I follow the no grain formula, frozen raw and my dog has the softest coat in the neighborhood. Yes, it’s expensive but at 11 our Zoe is happy and healthy. I bet she’d love that chicken mix I made for Nathan back in the day! Dee

Violence

I’ve worked with shelter pets for twenty years and just saw a billboard yesterday that reminded me of how important it is to report abuse of any kind.

Years ago I volunteered for a shelter that was one of the first to take and hold pets until a domestic violence situation was concluded.

Bullies/abusers usually start with small animals, turn to pets, then their children and spouse. If someone makes a call that should be answered, ahem, listen to this shelters and domestic violence agencies who probably put callers on hold, that an animal is being abused chances are the family is in danger.

Often folks don’t want to tell on their neighbors if they think there’s a problem, and even if they’re concerned city agencies don’t pick up the phone and their hours are ridiculous. No-one who works can spend an hour on the phone or longer going to a shelter and standing in line.

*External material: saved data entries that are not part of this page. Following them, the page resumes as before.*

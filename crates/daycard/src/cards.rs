//! Card data model.
//!
//! A day's output is a [`TodaySet`]: exactly three [`Card`]s in a fixed order
//! (English short, English long, Japanese N3+). The fixed-size array makes the
//! "exactly three" rule part of the type.

use serde::{Deserialize, Serialize};

/// Language of a card.
#[derive(Serialize, Deserialize, Clone, Copy, Debug, PartialEq, Eq)]
#[serde(rename_all = "lowercase")]
pub enum Lang {
    En,
    Jp,
}

impl Lang {
    pub fn as_str(self) -> &'static str {
        match self {
            Lang::En => "en",
            Lang::Jp => "jp",
        }
    }
}

/// Sentence length class of an English card.
#[derive(Serialize, Deserialize, Clone, Copy, Debug, PartialEq, Eq)]
#[serde(rename_all = "lowercase")]
pub enum CardLength {
    Short,
    Long,
}

impl CardLength {
    pub fn as_str(self) -> &'static str {
        match self {
            CardLength::Short => "short",
            CardLength::Long => "long",
        }
    }
}

/// One vocabulary card.
///
/// `length` is present only on English cards and `level` only on the
/// Japanese card.
#[derive(Serialize, Deserialize, Clone, Debug, PartialEq, Eq)]
pub struct Card {
    pub lang: Lang,
    pub word: String,
    pub situation: String,
    pub example: String,
    pub sentence: String,
    pub meaning: String,
    #[serde(default, skip_serializing_if = "Option::is_none")]
    pub length: Option<CardLength>,
    #[serde(default, skip_serializing_if = "Option::is_none")]
    pub level: Option<String>,
}

/// The three cards produced by one successful run.
#[derive(Serialize, Deserialize, Clone, Debug, PartialEq, Eq)]
#[serde(transparent)]
pub struct TodaySet([Card; 3]);

impl TodaySet {
    pub fn new(cards: [Card; 3]) -> Self {
        Self(cards)
    }

    pub fn cards(&self) -> &[Card; 3] {
        &self.0
    }

    /// The three words in card order.
    pub fn words(&self) -> [&str; 3] {
        [
            self.0[0].word.as_str(),
            self.0[1].word.as_str(),
            self.0[2].word.as_str(),
        ]
    }
}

When I got my first shelter dog in 1991, she’d been abused by a deputy sheriff and kids threw rocks at her and her brother. I started volunteering there the day after my family’s Collie died and she’d just come in as well.

I visited Chani every week even when I was in a neck brace and couldn’t take her out. The owner came to the shelter and asked for her brother, Buddy, but he’d been adopted. He didn’t want Chani.

A year later even in a no-kill shelter there was talk of euthanasia and a fellow volunteer turned staff member let me know. Chani was home with me the next day. For a while she had aversions to anyone in uniform, also kids. We had a good life together for another ten years.

She rallied in weeks and with basic obedience and some private training was the best dog and loved kids. Uniforms were still tricky but she never attacked, only barked when our neighbor came out in his dress whites and not shorts and a t-shirt.

When she died I had to tell all the parents and kids at the park, and all the dog owners. They all bought the city a tree in her memory, a tree that is thriving and since I don’t live there anymore I’ve seen Google Earth and talked with a photographer, and also a good friend there who has promised to place a cup of water on her tree for me.

My dog was an abused dog. I don’t know how she was abused but I rehabilitated her step by step. Now I wonder if this law enforcement official “graduated” to abusing his wife and children and think how horrible a situation I may have ignored just because our neighborhood loved my dog for ten years.

I will try to get animal agencies and domestic violence agencies together but BEFORE an angry person starts beating the dog or the kids, let someone know.

Pets are the gateway to violence towards people. I want to make sure people answer the call.